While the main body of his army was engaged in the siege of Vellore, Shivaji halted his cavalry at Tirumalvadi, on the banks of the Cauvery (the Coleroon), whence with a view to open overtures with the Raja Venkoji, he sent a message that, in order to bring about a peaceful accommodation, Venkoji should send down to his brother’s camp three of his ministers, named in the letter, Govind Bhat Gosavi, Kakajipant and Nilo Naik.[27] These officers were accordingly sent to wait upon Shivaji. On their arrival, Shivaji made a feeling speech, the purport of which was as follows: “It is now thirteen years since the demise of our father. All the fortunes of Shahaji were handed over by Raghunathpant to the Raja Venkoji and he entered upon the heritage as the sole inheritor. But all the same it is our patrimony and we claim our moiety. This moiety, which we ought to have claimed long ago, we have suffered Venkoji to enjoy alone. The great distance at which we lived did not permit of our coming over here to claim it. We said to ourselves ‘Venkoji is Shahaji’s son. He has a vested right in his fortune. He may enjoy it for the present. We may make our demand at our leisure.’ So we thought and waited these thirteen years. Affairs of state took us recently to Golconda, and being there we resolved to come over here into the Karnatic. What provinces have fallen to our sword since our coming hither, is already well known to you. We, therefore, ask Venkoji to inform us without loss of time whether he is prepared to yield to us the moiety of our patrimony without a protest. It will be a great shame for the world to see us at war. For after all, though our father be no more, we are children of the same flesh and blood. United should we stand, sharing mutually in each other’s good fortune and ill fortune. Nobody ever profited by senseless discord.” Addressing Venkoji’s ministers in this strain, Shivaji gave them leave to depart sending some of his own ministers to accompany them to Venkoji’s court. These people communicated Shivaji’s wishes to Venkoji.

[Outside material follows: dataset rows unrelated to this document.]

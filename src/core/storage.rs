//! Storage traits - Abstract interfaces for similarity storage backends
//!
//! A `SimilarityStore` persists `(id, vector, payload)` records and answers
//! two kinds of queries over them:
//! - nearest-neighbour search by cosine similarity
//! - keyword search over a single payload field
//!
//! Two backends ship with the crate: PostgreSQL + pgvector for deployments and
//! an in-process store for local runs and tests.

use async_trait::async_trait;
use chrono::{DateTime, Utc};
use serde::{Deserialize, Serialize};

use crate::core::types::Payload;
use crate::error::Result;

/// Identity of the embedding space a collection was built in
#[derive(Debug, Clone, PartialEq, Eq, Serialize, Deserialize)]
pub struct EmbeddingSpace {
    /// Embedding model identity
    pub model_id: String,
    /// Vector length
    pub dimensions: usize,
}

impl std::fmt::Display for EmbeddingSpace {
    fn fmt(&self, f: &mut std::fmt::Formatter<'_>) -> std::fmt::Result {
        write!(f, "{} ({}d)", self.model_id, self.dimensions)
    }
}

/// A stored record
#[derive(Debug, Clone, Serialize, Deserialize)]
pub struct StoredRecord {
    /// Record ID
    pub id: String,
    /// Embedding vector
    pub vector: Vec<f32>,
    /// Associated payload
    pub payload: Payload,
    /// When the record was written
    pub created_at: DateTime<Utc>,
}

/// Result of a nearest-neighbour search
#[derive(Debug, Clone, Serialize, Deserialize)]
pub struct ScoredRecord {
    /// Record ID
    pub id: String,
    /// Cosine similarity to the query vector (higher is closer)
    pub score: f32,
    /// Associated payload
    pub payload: Payload,
    /// When the record was written
    pub created_at: DateTime<Utc>,
}

/// Result of a keyword search
#[derive(Debug, Clone, Serialize, Deserialize)]
pub struct KeywordHit {
    /// Record ID
    pub id: String,
    /// Backend-specific relevance score (unbounded, higher is better)
    pub score: f32,
    /// Associated payload
    pub payload: Payload,
}

/// Abstract interface for vector + keyword storage
///
/// Every collection belongs to exactly one embedding space. Callers must
/// `bind_model` before writing or searching; a backend rejects a second,
/// different space for the same collection.
#[async_trait]
pub trait SimilarityStore: Send + Sync {
    /// Get the backend ID
    fn id(&self) -> &str;

    /// Collection this handle reads and writes
    fn collection(&self) -> &str;

    /// Record (or verify) the embedding space of the collection
    async fn bind_model(&self, space: &EmbeddingSpace) -> Result<()>;

    /// Insert or replace a record
    async fn upsert(&self, id: &str, vector: Vec<f32>, payload: Payload) -> Result<()>;

    /// Fetch a record by ID
    async fn get(&self, id: &str) -> Result<Option<StoredRecord>>;

    /// Top-`k` records by cosine similarity, most similar first
    async fn knn_search(&self, vector: &[f32], k: usize) -> Result<Vec<ScoredRecord>>;

    /// Records whose payload `field` matches `text`, best first
    async fn keyword_search(&self, field: &str, text: &str, limit: usize) -> Result<Vec<KeywordHit>>;

    /// Number of records in the collection
    async fn count(&self) -> Result<usize>;
}

#[cfg(test)]
mod tests {
    use super::*;

    #[test]
    fn test_embedding_space_display() {
        let space = EmbeddingSpace {
            model_id: "multilingual-e5-small".into(),
            dimensions: 384,
        };
        assert_eq!(space.to_string(), "multilingual-e5-small (384d)");
    }
}
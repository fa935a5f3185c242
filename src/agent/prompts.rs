//! Prompt templates for SQL generation

use crate::error::{Error, Result};
use crate::memory::{format_snippets, ContextSnippet, Turn};
use handlebars::Handlebars;
use serde::Serialize;

/// A prompt template using Handlebars syntax
///
/// Output is not HTML-escaped; quoted identifiers must reach the model intact.
pub struct PromptTemplate {
    /// Template name
    name: String,
    /// Handlebars registry
    registry: Handlebars<'static>,
}

impl PromptTemplate {
    /// Create a new prompt template
    pub fn new(name: impl Into<String>, template: &str) -> Result<Self> {
        let name = name.into();
        let mut registry = Handlebars::new();
        registry.register_escape_fn(handlebars::no_escape);

        registry
            .register_template_string(&name, template)
            .map_err(|e| Error::Internal(format!("Invalid template: {}", e)))?;

        Ok(PromptTemplate { name, registry })
    }

    /// Render the template with given data
    pub fn render<T: Serialize>(&self, data: &T) -> Result<String> {
        self.registry
            .render(&self.name, data)
            .map_err(|e| Error::Internal(format!("Template render error: {}", e)))
    }
}

/// Default text-to-SQL prompt
pub const TEXT_TO_SQL_TEMPLATE: &str = r#"You are a PostgreSQL expert. Write one SQL query that answers the question below.
{{#if history}}

Conversation so far (oldest first):
{{#each history}}
[{{turn_id}}] Question: {{question}}
[{{turn_id}}] SQL: {{sql}}
{{/each}}
{{/if}}
{{#if last_output}}

The question may refer to earlier results with words such as "that", "it", "those" or "now only".
Resolve such references against the most recent query and modify it instead of starting over:
{{last_output}}
{{/if}}

Available database schema:
{{#if schema_context}}
{{schema_context}}
{{else}}
(no matching schema found; use only identifiers that appear in the conversation)
{{/if}}

Instructions:
- Use every identifier exactly as written in the schema above, including double quotes
- PostgreSQL is case-sensitive: never change the casing of a quoted identifier
- Use schema.table notation and include JOINs where needed
- Return ONLY the SQL query, with no explanation and no markdown

Question: {{question}}
SQL Query:"#;

/// One earlier exchange as shown to the model
#[derive(Debug, Clone, Serialize)]
pub struct HistoryEntry {
    /// Audit number of the turn
    pub turn_id: u64,
    /// The question asked
    pub question: String,
    /// The active SQL for that question
    pub sql: String,
}

/// Everything the SQL prompt is rendered from
#[derive(Debug, Clone, Serialize)]
pub struct SqlPromptContext {
    /// Prior turns, oldest first
    pub history: Vec<HistoryEntry>,
    /// Structured output of the most recent turn
    pub last_output: Option<String>,
    /// Retrieved schema, grouped by table
    pub schema_context: String,
    /// The current question
    pub question: String,
}

impl SqlPromptContext {
    /// Assemble from recent turns (oldest first) and retrieved snippets
    pub fn new(turns: &[Turn], snippets: &[ContextSnippet], question: &str) -> Self {
        SqlPromptContext {
            history: turns
                .iter()
                .map(|t| HistoryEntry {
                    turn_id: t.turn_id,
                    question: t.input_text.clone(),
                    sql: t.structured_output.clone(),
                })
                .collect(),
            last_output: turns.last().map(|t| t.structured_output.clone()),
            schema_context: format_snippets(snippets).trim_end().to_string(),
            question: question.to_string(),
        }
    }
}

/// The built-in text-to-SQL template
pub fn text_to_sql_template() -> Result<PromptTemplate> {
    PromptTemplate::new("text_to_sql", TEXT_TO_SQL_TEMPLATE)
}

/// Asks for a one-line description of a column from sampled values
pub const COLUMN_DESCRIPTION_TEMPLATE: &str = r#"Based on these sample values from column '{{column}}' (type: {{data_type}}) in table '{{table}}':
{{samples}}

Describe in at most 40 words what this column contains. Reply with the description only."#;

/// Asks for a short description of a table from sampled rows
pub const TABLE_DESCRIPTION_TEMPLATE: &str = r#"Based on this sample data from table '{{table}}':

Columns: {{columns}}{{#if more_columns}}, ...{{/if}}
Total columns: {{column_count}}

Sample rows:
{{rows}}

Describe in at most 60 words what this table stores and its business purpose. Reply with the description only."#;

pub fn column_description_template() -> Result<PromptTemplate> {
    PromptTemplate::new("column_description", COLUMN_DESCRIPTION_TEMPLATE)
}

pub fn table_description_template() -> Result<PromptTemplate> {
    PromptTemplate::new("table_description", TABLE_DESCRIPTION_TEMPLATE)
}
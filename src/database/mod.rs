//! Database module - similarity store backends
//!
//! Provides storage for:
//! - PostgreSQL with pgvector: cosine kNN and tsvector keyword search per collection
//! - In-process store: the same contract without a database
//! - Schema extraction from `information_schema`, plus row sampling

mod in_memory;
mod postgres;
mod schema;
mod vector_store;

pub use in_memory::InMemorySimilarityStore;
pub use postgres::{PostgresPool, init_pool, init_pool_for_migrations, migrations};
pub use schema::{extract_schema_fields, sample_rows};
pub use vector_store::PgSimilarityStore;
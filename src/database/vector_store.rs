//! Similarity store backed by PostgreSQL + pgvector
//!
//! One table per collection (`oq_<collection>`) holding the vector, a JSONB
//! payload and the insert time. Nearest-neighbour search uses the cosine
//! operator; keyword search builds an OR'ed `tsquery` against one payload
//! field with the `simple` configuration.

use crate::core::{EmbeddingSpace, KeywordHit, Payload, ScoredRecord, SimilarityStore, StoredRecord};
use crate::database::PostgresPool;
use crate::error::{Error, Result};
use crate::memory::embedding::tokenize;
use async_trait::async_trait;
use chrono::{DateTime, Utc};
use pgvector::Vector;
use sqlx::types::Json;
use sqlx::FromRow;
use tracing::{debug, info};

/// pgvector-backed similarity store for one collection
#[derive(Clone)]
pub struct PgSimilarityStore {
    pool: PostgresPool,
    collection: String,
    table: String,
}

#[derive(FromRow)]
struct RecordRow {
    id: String,
    embedding: Vector,
    payload: Json<Payload>,
    created_at: DateTime<Utc>,
}

#[derive(FromRow)]
struct ScoredRow {
    id: String,
    payload: Json<Payload>,
    created_at: DateTime<Utc>,
    score: f32,
}

/// Collection names become table names, so only `[a-z0-9_]` is accepted
fn table_name(collection: &str) -> Result<String> {
    let valid = !collection.is_empty()
        && collection.len() <= 48
        && collection
            .chars()
            .all(|c| c.is_ascii_lowercase() || c.is_ascii_digit() || c == '_');
    if !valid {
        return Err(Error::InvalidInput(format!(
            "collection name '{}' must match [a-z0-9_]{{1,48}}",
            collection
        )));
    }
    Ok(format!("oq_{}", collection))
}

/// OR'ed tsquery over the tokens of `text`, or `None` if there are none
fn or_tsquery(text: &str) -> Option<String> {
    let terms: Vec<String> = tokenize(text).collect();
    (!terms.is_empty()).then(|| terms.join(" | "))
}

impl PgSimilarityStore {
    /// Create a store handle for a collection
    pub fn new(pool: PostgresPool, collection: impl Into<String>) -> Result<Self> {
        let collection = collection.into();
        let table = table_name(&collection)?;
        Ok(PgSimilarityStore {
            pool,
            collection,
            table,
        })
    }

    async fn ensure_table(&self, dimensions: usize) -> Result<()> {
        sqlx::query(&format!(
            r#"
            CREATE TABLE IF NOT EXISTS {table} (
                id TEXT PRIMARY KEY,
                embedding vector({dimensions}) NOT NULL,
                payload JSONB NOT NULL DEFAULT '{{}}',
                created_at TIMESTAMPTZ NOT NULL DEFAULT NOW()
            )
        "#,
            table = self.table,
            dimensions = dimensions
        ))
        .execute(&self.pool)
        .await?;

        sqlx::query(&format!(
            "CREATE INDEX IF NOT EXISTS idx_{table}_embedding ON {table} \
             USING ivfflat (embedding vector_cosine_ops) WITH (lists = 100)",
            table = self.table
        ))
        .execute(&self.pool)
        .await
        .ok(); // Ignore if not enough data or vector type not available

        Ok(())
    }
}

#[async_trait]
impl SimilarityStore for PgSimilarityStore {
    fn id(&self) -> &str {
        "pgvector"
    }

    fn collection(&self) -> &str {
        &self.collection
    }

    async fn bind_model(&self, space: &EmbeddingSpace) -> Result<()> {
        sqlx::query(
            r#"
            INSERT INTO embedding_spaces (collection, model_id, dimensions)
            VALUES ($1, $2, $3)
            ON CONFLICT (collection) DO NOTHING
        "#,
        )
        .bind(&self.collection)
        .bind(&space.model_id)
        .bind(space.dimensions as i32)
        .execute(&self.pool)
        .await?;

        let (model_id, dimensions): (String, i32) = sqlx::query_as(
            "SELECT model_id, dimensions FROM embedding_spaces WHERE collection = $1",
        )
        .bind(&self.collection)
        .fetch_one(&self.pool)
        .await?;

        let existing = EmbeddingSpace {
            model_id,
            dimensions: dimensions as usize,
        };
        if &existing != space {
            return Err(Error::EmbeddingSpaceMismatch {
                collection: self.collection.clone(),
                expected: existing.to_string(),
                actual: space.to_string(),
            });
        }

        self.ensure_table(space.dimensions).await?;
        info!(collection = %self.collection, space = %space, "Bound collection");
        Ok(())
    }

    async fn upsert(&self, id: &str, vector: Vec<f32>, payload: Payload) -> Result<()> {
        sqlx::query(&format!(
            r#"
            INSERT INTO {} (id, embedding, payload)
            VALUES ($1, $2, $3)
            ON CONFLICT (id) DO UPDATE SET
                embedding = EXCLUDED.embedding,
                payload = EXCLUDED.payload
        "#,
            self.table
        ))
        .bind(id)
        .bind(Vector::from(vector))
        .bind(Json(payload))
        .execute(&self.pool)
        .await?;

        Ok(())
    }

    async fn get(&self, id: &str) -> Result<Option<StoredRecord>> {
        let row: Option<RecordRow> = sqlx::query_as(&format!(
            "SELECT id, embedding, payload, created_at FROM {} WHERE id = $1",
            self.table
        ))
        .bind(id)
        .fetch_optional(&self.pool)
        .await?;

        Ok(row.map(|r| StoredRecord {
            id: r.id,
            vector: r.embedding.to_vec(),
            payload: r.payload.0,
            created_at: r.created_at,
        }))
    }

    async fn knn_search(&self, vector: &[f32], k: usize) -> Result<Vec<ScoredRecord>> {
        let embedding = Vector::from(vector.to_vec());

        let rows: Vec<ScoredRow> = sqlx::query_as(&format!(
            r#"
            SELECT id, payload, created_at,
                   (1 - (embedding <=> $1))::REAL AS score
            FROM {}
            ORDER BY embedding <=> $1, created_at DESC
            LIMIT $2
        "#,
            self.table
        ))
        .bind(&embedding)
        .bind(k as i64)
        .fetch_all(&self.pool)
        .await?;

        debug!(collection = %self.collection, hits = rows.len(), "kNN search");
        Ok(rows
            .into_iter()
            .map(|r| ScoredRecord {
                id: r.id,
                score: r.score,
                payload: r.payload.0,
                created_at: r.created_at,
            })
            .collect())
    }

    async fn keyword_search(&self, field: &str, text: &str, limit: usize) -> Result<Vec<KeywordHit>> {
        let Some(tsquery) = or_tsquery(text) else {
            return Ok(Vec::new());
        };

        let rows: Vec<ScoredRow> = sqlx::query_as(&format!(
            r#"
            SELECT id, payload, created_at,
                   ts_rank(to_tsvector('simple', COALESCE(payload->>$1, '')),
                           to_tsquery('simple', $2))::REAL AS score
            FROM {}
            WHERE to_tsvector('simple', COALESCE(payload->>$1, '')) @@ to_tsquery('simple', $2)
            ORDER BY score DESC, id
            LIMIT $3
        "#,
            self.table
        ))
        .bind(field)
        .bind(&tsquery)
        .bind(limit as i64)
        .fetch_all(&self.pool)
        .await?;

        Ok(rows
            .into_iter()
            .map(|r| KeywordHit {
                id: r.id,
                score: r.score,
                payload: r.payload.0,
            })
            .collect())
    }

    async fn count(&self) -> Result<usize> {
        let (count,): (i64,) = sqlx::query_as(&format!("SELECT COUNT(*) FROM {}", self.table))
            .fetch_one(&self.pool)
            .await?;
        Ok(count as usize)
    }
}

#[cfg(test)]
mod tests {
    use super::*;

    #[test]
    fn test_table_name_validation() {
        assert_eq!(table_name("query_cache").unwrap(), "oq_query_cache");
        assert!(table_name("Query").is_err());
        assert!(table_name("cache; DROP TABLE x").is_err());
        assert!(table_name("").is_err());
    }

    #[test]
    fn test_or_tsquery() {
        assert_eq!(
            or_tsquery("Top 10 'customers' & revenue").as_deref(),
            Some("top | 10 | customers | revenue")
        );
        assert_eq!(or_tsquery(" !? "), None);
    }
}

But the evil advisers of Venkoji misled the prince, urging that he should not yield tamely to Shivaji’s demand for partition. He should show that he was a man and could put forth a manly fight. Venkoji was also instigated by the chief of Madura and the Raja of Mysore to defy Shivaji, they assuring him of their support. He, therefore, turned a deaf ear to these demands and dismissed Shivaji’s men without an answer. Venkoji attempted to move his forces and put them in readiness for a battle. But the allies on whose assurance he had counted began to draw back at the last moment. Unaided he did not feel himself equal to a contest with Shivaji. Raghunathpant entangled the Naik of Madura in the meshes of his diplomacy and induced him to give up his partisanship with Venkoji.[28]
The Naik left Venkoji in the lurch at a critical point. Venkoji was at the end of his resources. He had to consent to an interview with Shivaji.[29]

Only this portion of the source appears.